Evelyn Hall, a production assistant who works on television shows in New York, was among the black workers who struggled to find work. Despite working steadily through several short-term contracts over the past year, she spent August unemployed.

“I’m in a rut right now,” Hall said.

Evelyn Hall, a TV production assistant, is looking for a second job to supplement her income

Hall landed a part-time executive assistant position in early September, but it offers so few hours that she is now looking for a second job to supplement her income. She has not found anything yet.

Some economists attribute black Americans’ recent struggles in the job market to their over-representation in the service sector, where many businesses have languished in the pandemic. Leisure and hospitality employers added no new jobs in August, while retail businesses shed 28,500 jobs as the Delta coronavirus variant drove a jump in Covid-19 cases.

Spriggs pointed to discrimination. Leisure and hospitality businesses also employ a disproportionately high number of Latino workers, but that group’s unemployment rate still ticked down to 6.4 per cent last month.

The report also showed that black Americans with university associate’s degrees were unemployed at higher rates than white high school dropouts, Spriggs added.

“Employers are clearly picking and choosing,” Spriggs said. “They don’t mean that they can’t find anybody, they mean they can’t find the people they want to find.”

The unemployment rate for black Americans has almost always been higher than for other groups since the government began measuring it in 1972. The disparity widened after the 2008 financial crisis, with double-digit unemployment persisting for years.

But just before the pandemic the gap was closing as the US economy neared full employment, pushing the jobless rate to record lows in 2019.

Since the start of the pandemic, the black unemployment rate has ticked down inconsistently from a peak of 16.7 per cent in April 2020. In July it dropped by 1 percentage point to 8.2 per cent, before its 0.6 percentage-point jump in August.

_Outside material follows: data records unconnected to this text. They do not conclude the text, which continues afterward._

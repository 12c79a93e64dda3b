use anyhow::Result;
use modelsync::{services::backup_tables, utils::ProgressReporter};
use sea_orm::{
    ConnectOptions, ConnectionTrait, Database, DatabaseBackend, DatabaseConnection, MockDatabase,
    Statement,
};
use tempfile::tempdir;

use crate::common::{Row, column_row, literals_row, primary_key_row, serial_id_row};

#[tokio::test]
async fn test_only_requested_existing_tables_are_written() -> Result<()> {
    let tmp = tempdir()?;
    let db = MockDatabase::new(DatabaseBackend::Postgres)
        // t_orders
        .append_query_results([vec![
            serial_id_row("t_orders"),
            column_row("flag", "bool", None, true, None),
        ]])
        .append_query_results([vec![primary_key_row("t_orders")]])
        .append_query_results([Vec::<Row>::new()])
        .append_query_results([vec![
            literals_row("'1'::integer, 'true'::boolean"),
            literals_row("'2'::integer, NULL"),
        ]])
        // t_missing
        .append_query_results([Vec::<Row>::new()])
        .into_connection();

    let tables = vec!["t_orders".to_string(), "t_missing".to_string()];
    let manifest = backup_tables(&db, "public", tmp.path(), &tables, &ProgressReporter::silent()).await?;

    assert_eq!(manifest.tables(), vec!["t_orders"]);
    assert!(manifest.dir.starts_with(tmp.path()));
    assert!(
        manifest
            .dir
            .file_name()
            .and_then(|n| n.to_str())
            .is_some_and(|n| n.starts_with("backup_"))
    );

    let dump = std::fs::read_to_string(manifest.dir.join("t_orders.sql"))?;
    assert!(dump.starts_with("-- Backup of table t_orders"));
    assert!(dump.contains(r#"("id", "flag") VALUES ('1'::integer, 'true'::boolean);"#));
    assert!(dump.contains(r#"("id", "flag") VALUES ('2'::integer, NULL);"#));
    assert!(!manifest.dir.join("t_missing.sql").exists());

    let log = db.into_transaction_log();
    let dump_query = &log[3].statements()[0].sql;
    assert!(dump_query.starts_with("SELECT CASE WHEN \"id\" IS NULL THEN 'NULL'"));
    assert!(dump_query.contains("pg_typeof(\"flag\")::text"));
    assert!(dump_query.ends_with("FROM \"public\".\"t_orders\" ORDER BY \"id\""));
    Ok(())
}

async fn row_texts(db: &DatabaseConnection) -> Result<Vec<String>> {
    let rows = db
        .query_all(Statement::from_string(
            DatabaseBackend::Postgres,
            "SELECT t::text AS row_text FROM t_user_info t ORDER BY id",
        ))
        .await?;
    Ok(rows
        .iter()
        .map(|r| r.try_get::<String>("", "row_text"))
        .collect::<Result<_, _>>()?)
}

/// Needs a scratch PostgreSQL in `TEST_POSTGRES_URL`; returns early without one.
#[tokio::test]
async fn test_backup_restores_every_column_type() -> Result<()> {
    let Ok(url) = std::env::var("TEST_POSTGRES_URL") else {
        eprintln!("TEST_POSTGRES_URL is not set, skipping");
        return Ok(());
    };
    let schema = format!("modelsync_backup_{}", std::process::id());

    let admin = Database::connect(&url).await?;
    admin
        .execute_unprepared(&format!(
            "DROP SCHEMA IF EXISTS {schema} CASCADE; CREATE SCHEMA {schema}"
        ))
        .await?;

    let mut options = ConnectOptions::new(url.clone());
    options
        .max_connections(1)
        .sqlx_logging(false)
        .set_schema_search_path(schema.clone());
    let db = Database::connect(options).await?;

    db.execute_unprepared(
        "CREATE TABLE t_user_info (
            id serial PRIMARY KEY,
            score numeric,
            token uuid,
            avatar bytea,
            tags text[],
            ttl interval,
            ip inet,
            price money,
            at_time timetz,
            note text
        )",
    )
    .await?;
    db.execute_unprepared(
        r"INSERT INTO t_user_info (score, token, avatar, tags, ttl, ip, price, at_time, note) VALUES
            (12.50, 'a0eebc99-9c0b-4ef8-bb6d-6bb9bd380a11', '\x0102ff', '{a,b}', '1 day',
             '10.0.0.1', 3.50, '10:00:00+02', E'it''s a \\ test'),
            (NULL, NULL, NULL, NULL, NULL, NULL, NULL, NULL, NULL)",
    )
    .await?;
    let before = row_texts(&db).await?;

    let tmp = tempdir()?;
    let manifest = backup_tables(
        &db,
        &schema,
        tmp.path(),
        &["t_user_info".to_string()],
        &ProgressReporter::silent(),
    )
    .await?;
    assert_eq!(manifest.total_rows(), 2);

    db.execute_unprepared("TRUNCATE t_user_info").await?;
    let dump = std::fs::read_to_string(manifest.dir.join("t_user_info.sql"))?;
    db.execute_unprepared(&dump).await?;
    let after = row_texts(&db).await?;

    db.close().await?;
    admin
        .execute_unprepared(&format!("DROP SCHEMA {schema} CASCADE"))
        .await?;

    assert_eq!(after, before);
    assert!(before[0].contains(r"\\x0102ff"));
    Ok(())
}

Overall, the 7.9 percentage-point decline in the black unemployment rate since April 2020 has been less than the 9.6 percentage-point decline for white workers, whose unemployment rate was 4.5 per cent in August.

Monthly payrolls data are volatile, and recent trends may reverse. Last week initial jobless claims in the US dropped to a pandemic-era low, the labour department reported on Thursday.

Jay Powell, Federal Reserve chair, has said that he is watching racial divergences in the job market as he makes policy decisions. Racial equity activists say that features of president Joe Biden’s $3.5tn social spending agenda now before Congress could help to improve opportunities for disadvantaged workers.

But the August jobs report resurfaced economists’ concerns over a return to the two-tiered jobs market that followed the 2008 crisis. Or fears that if the Delta variant prompts another mass slowdown, black workers will fall even further behind.

“If we have this kind of repeated, unstable, uneven recovery, that if we can’t get to a stronger place, the people that are going to bear the cost of not only the downside but also the lost gains will be black workers,” said Nick Bunker, an economist for jobs site Indeed.